Information shown Start Marker

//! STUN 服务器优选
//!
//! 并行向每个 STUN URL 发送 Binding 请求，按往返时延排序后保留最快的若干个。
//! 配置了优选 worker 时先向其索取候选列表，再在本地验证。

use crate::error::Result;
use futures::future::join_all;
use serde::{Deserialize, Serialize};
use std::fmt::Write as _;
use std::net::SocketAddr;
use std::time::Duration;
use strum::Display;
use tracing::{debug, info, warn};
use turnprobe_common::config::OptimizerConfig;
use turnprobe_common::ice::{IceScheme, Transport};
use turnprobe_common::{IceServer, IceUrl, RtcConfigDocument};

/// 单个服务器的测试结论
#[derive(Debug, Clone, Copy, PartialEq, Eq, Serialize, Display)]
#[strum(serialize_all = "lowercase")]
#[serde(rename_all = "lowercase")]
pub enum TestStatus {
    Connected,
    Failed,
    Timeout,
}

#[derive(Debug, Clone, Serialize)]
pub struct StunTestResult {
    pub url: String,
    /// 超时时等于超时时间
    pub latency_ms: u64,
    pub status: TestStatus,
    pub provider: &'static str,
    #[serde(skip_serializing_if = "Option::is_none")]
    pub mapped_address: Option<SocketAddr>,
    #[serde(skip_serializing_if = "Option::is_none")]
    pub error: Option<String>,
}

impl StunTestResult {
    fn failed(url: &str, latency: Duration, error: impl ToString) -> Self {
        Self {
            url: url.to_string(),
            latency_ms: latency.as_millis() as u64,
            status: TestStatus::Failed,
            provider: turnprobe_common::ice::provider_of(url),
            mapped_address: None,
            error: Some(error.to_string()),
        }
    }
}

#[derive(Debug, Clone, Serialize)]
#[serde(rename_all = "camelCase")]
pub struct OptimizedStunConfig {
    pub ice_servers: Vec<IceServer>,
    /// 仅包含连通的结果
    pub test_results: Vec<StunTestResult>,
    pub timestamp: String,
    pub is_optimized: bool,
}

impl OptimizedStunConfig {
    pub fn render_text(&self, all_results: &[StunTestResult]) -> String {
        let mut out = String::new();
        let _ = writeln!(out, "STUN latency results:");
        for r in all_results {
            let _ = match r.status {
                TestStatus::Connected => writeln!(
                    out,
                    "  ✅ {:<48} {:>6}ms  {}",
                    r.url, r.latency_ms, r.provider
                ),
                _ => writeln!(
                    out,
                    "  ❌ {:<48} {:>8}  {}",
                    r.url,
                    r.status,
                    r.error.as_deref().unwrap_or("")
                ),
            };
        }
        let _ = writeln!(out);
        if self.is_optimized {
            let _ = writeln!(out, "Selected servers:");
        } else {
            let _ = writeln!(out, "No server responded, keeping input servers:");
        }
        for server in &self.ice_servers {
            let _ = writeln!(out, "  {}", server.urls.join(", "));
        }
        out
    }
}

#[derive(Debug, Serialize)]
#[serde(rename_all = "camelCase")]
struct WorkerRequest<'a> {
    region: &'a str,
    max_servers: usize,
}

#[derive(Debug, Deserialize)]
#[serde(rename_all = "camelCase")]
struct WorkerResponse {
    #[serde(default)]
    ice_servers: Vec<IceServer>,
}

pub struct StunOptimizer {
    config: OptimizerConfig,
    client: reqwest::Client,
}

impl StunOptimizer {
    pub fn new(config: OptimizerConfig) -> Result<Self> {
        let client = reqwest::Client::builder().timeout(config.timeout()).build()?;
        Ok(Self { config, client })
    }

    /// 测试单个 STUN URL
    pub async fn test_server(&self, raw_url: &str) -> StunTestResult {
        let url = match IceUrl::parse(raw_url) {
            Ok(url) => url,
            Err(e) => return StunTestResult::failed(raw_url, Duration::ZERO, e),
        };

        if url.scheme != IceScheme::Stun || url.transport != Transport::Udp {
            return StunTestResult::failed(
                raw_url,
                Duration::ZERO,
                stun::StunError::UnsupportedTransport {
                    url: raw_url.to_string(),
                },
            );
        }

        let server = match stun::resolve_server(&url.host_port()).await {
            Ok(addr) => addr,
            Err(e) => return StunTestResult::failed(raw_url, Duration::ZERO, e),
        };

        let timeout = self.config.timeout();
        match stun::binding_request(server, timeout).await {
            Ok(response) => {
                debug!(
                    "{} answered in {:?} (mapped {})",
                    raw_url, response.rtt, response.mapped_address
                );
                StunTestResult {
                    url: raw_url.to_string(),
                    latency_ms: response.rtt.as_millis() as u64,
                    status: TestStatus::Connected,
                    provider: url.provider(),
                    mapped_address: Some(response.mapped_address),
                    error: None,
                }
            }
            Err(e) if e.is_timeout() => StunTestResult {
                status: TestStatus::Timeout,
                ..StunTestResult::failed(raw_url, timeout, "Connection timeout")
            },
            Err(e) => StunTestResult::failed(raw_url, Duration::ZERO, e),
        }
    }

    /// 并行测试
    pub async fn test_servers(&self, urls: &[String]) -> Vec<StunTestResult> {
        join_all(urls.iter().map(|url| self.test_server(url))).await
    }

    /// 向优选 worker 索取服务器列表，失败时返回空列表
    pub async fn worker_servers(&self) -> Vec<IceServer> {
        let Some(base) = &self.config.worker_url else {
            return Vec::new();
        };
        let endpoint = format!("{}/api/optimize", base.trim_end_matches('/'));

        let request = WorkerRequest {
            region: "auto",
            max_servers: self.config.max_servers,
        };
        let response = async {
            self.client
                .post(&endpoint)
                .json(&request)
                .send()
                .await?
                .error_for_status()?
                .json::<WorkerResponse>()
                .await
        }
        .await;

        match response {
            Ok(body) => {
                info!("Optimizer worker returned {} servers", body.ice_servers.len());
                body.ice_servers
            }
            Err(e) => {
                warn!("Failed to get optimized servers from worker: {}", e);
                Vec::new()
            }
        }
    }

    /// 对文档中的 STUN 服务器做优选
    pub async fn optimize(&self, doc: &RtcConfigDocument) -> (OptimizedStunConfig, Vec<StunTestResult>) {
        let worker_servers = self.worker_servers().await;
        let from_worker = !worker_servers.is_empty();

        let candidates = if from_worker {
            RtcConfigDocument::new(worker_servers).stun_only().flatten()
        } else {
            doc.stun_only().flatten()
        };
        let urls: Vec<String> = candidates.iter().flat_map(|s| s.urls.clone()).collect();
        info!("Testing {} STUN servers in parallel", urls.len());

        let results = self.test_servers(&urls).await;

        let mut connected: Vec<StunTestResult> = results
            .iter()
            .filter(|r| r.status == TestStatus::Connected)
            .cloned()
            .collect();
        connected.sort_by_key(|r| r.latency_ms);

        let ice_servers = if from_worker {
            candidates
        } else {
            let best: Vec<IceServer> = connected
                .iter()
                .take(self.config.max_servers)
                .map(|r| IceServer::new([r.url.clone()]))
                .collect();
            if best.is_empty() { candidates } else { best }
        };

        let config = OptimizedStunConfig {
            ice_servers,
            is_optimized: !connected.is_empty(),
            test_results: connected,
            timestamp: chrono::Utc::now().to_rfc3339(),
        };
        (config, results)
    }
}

Information shown End Marker

▶ [Problem to work on]
Within the records, how many lines include "writeln"? The answer is the number and nothing else.

▶ [Your response]
7